“[…] I note that in response to Mr [William] Wallace’s indication that Parliament can change our law if it wants, the prime minister responded by saying that he is willing to help wherever he can.
“I trust that that help will not include an official, parliamentary setting aside of our constitution and placing a private corporation, and its rules, above the powers of our Parliament or the sovereignty of our country—even if that corporation is foreign, white, powerful and rich…”
In the following Letter to the Editor, David Christopher Benjamin, a consultant and community activist, responds to Nigel Scott’s legal view of the battle between the TTFA and FIFA:
I saw a letter to the editor on Wired868 titled ‘A legal view’. It seems to try to explore some of the technicalities of legal process according to Fifa’s rules. The title would suggest that it is exploring all the legal aspects of this issue.

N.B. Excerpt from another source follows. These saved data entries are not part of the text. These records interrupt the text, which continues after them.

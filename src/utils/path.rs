use std::path::{Path, PathBuf};

/// Student IDs double as file name stems for saved registration images, so
/// anything that could escape the registration directory is rejected.
pub fn is_safe_file_stem(raw: &str) -> bool {
    let trimmed = raw.trim();
    if trimmed.is_empty() || trimmed == "." || trimmed == ".." || trimmed.contains("..") {
        return false;
    }
    !trimmed.chars().any(|c| matches!(c, '/' | '\\' | '\0') || c.is_control())
}

/// `<dir>/<student_id>_<timestamp>.jpg`
pub fn registration_image_path(dir: &Path, student_id: &str, timestamp: &str) -> PathBuf {
    dir.join(format!("{}_{}.jpg", student_id, timestamp))
}

#[cfg(test)]
mod tests {
    use super::*;

    #[test]
    fn accepts_plain_ids() {
        assert!(is_safe_file_stem("test01"));
        assert!(is_safe_file_stem("S-2024.117"));
        assert!(is_safe_file_stem("  padded  "));
    }

    #[test]
    fn rejects_traversal_and_separators() {
        assert!(!is_safe_file_stem(""));
        assert!(!is_safe_file_stem("   "));
        assert!(!is_safe_file_stem(".."));
        assert!(!is_safe_file_stem("../etc/passwd"));
        assert!(!is_safe_file_stem("a/b"));
        assert!(!is_safe_file_stem("a\\b"));
        assert!(!is_safe_file_stem("line\nbreak"));
    }

    #[test]
    fn builds_image_path() {
        let p = registration_image_path(Path::new("/data/registered_students"), "test01", "20250914_000756");
        assert_eq!(p, PathBuf::from("/data/registered_students/test01_20250914_000756.jpg"));
    }
}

For some reason, however, it doesn’t. It takes the position of starting with Fifa’s contractual rules and asking why the TTFA, having contracted, has not followed them.
By now, we have heard of Justice Carol Gobin’s judgment in which she pointed out that a contract between private parties cannot override statutory obligations—a point I have made here quite clearly before.
She went on to point out that such contractual provisions with respect to arbitration are in fact quite normal in many areas (such as construction). And in none of them are they meant to preempt completely, recourse to the courts, despite the primacy given to arbitration.
We have had enough experience with Cricket West Indies to know the dangers of a body that is accountable to no one. So why are we not starting from the point of the legislation in this jurisdiction where TTFA exists and asking why Fifa has made no attempt to be consistent with it?
The answer may simply be that each person, having looked at the overall situation, the risks involved and the possible ultimate result, has decided—based on his own appetite for risk—what position he supports. That is very evident here.
This is reasonable and very personal. I understand that the same thing applies to me and the positions I have taken. And I cannot expect anyone else to replicate my desire for justice or my appetite for risk, including the sacrifice that may have to go with the hope of achieving positive long-term change in the international system.
Which brings me back to a comment I saw made by a friend who analysed both sides of this matter. What struck me was the last sentence of his comment. It simply said ‘there are no legal answers to be had here’. And I suspect that he is right.
Legal options have played themselves out; or, at least, soon will. The outstanding issue of achieving justice finally (and by ‘finally’ I mean at an international level that influences Fifa to do the right thing) will require the intervention of parties who have the power to influence Fifa.
The contradictions that exist between the Fifa contract and the local legislation cannot be resolved by anything other than parties deciding which one they will follow, and hopefully coming to some agreement between themselves.
Maybe the local powers can seek to assist the TTFA in their justified ‘negotiations’ with the international power that is Fifa.
I note that in response to Mr Wallace’s indication that Parliament can change our law if it wants, the prime minister responded by saying that he is willing to help wherever he can.
I trust that that help will not include an official, parliamentary setting aside of our constitution and placing a private corporation, and its rules, above the powers of our Parliament or the sovereignty of our country—even if that corporation is foreign, white, powerful and rich.
Changing the law in a way that will force the TTFA to simply comply with whatever Fifa says at any time, and in a way which removes the recourse that TTFA has to justice in their own country, will be a massive step backward for a black country.
It was interesting that Mr Wallace pointed out that the United Kingdom is one of the countries whose constitution and contract with Fifa mirror the status in Trinidad. The UK is the jurisdiction which gave the world ‘the beautiful game’ and which passed the (global governance) ball to Fifa in 1904.
Can you imagine, years later, the UK being told by Fifa that they have to go to their Parliament to give up their sovereignty in order to ensure that Fifa can dictate all aspects of football without fetter ? I would want to be a fly on that wall.
Of course in the end, what is required here is for the world to find a way to ensure that Fifa—and CAS—operate in a businesslike, non-corrupt manner with efficient and fair processes, which are subject to accountability and transparency.
And that Fifa operates at all times in the interest of the people that they serve and not see these people as subjects, or as enemies to be fought and destroyed at every disagreement.
Operating in the interest of its membership requires a mindset that honours, as a duty, collaborative interaction among equals.
How did we get here ? Had Fifa taken the collaborative approach to the Trinidad and Tobago matter, we would not be here at all.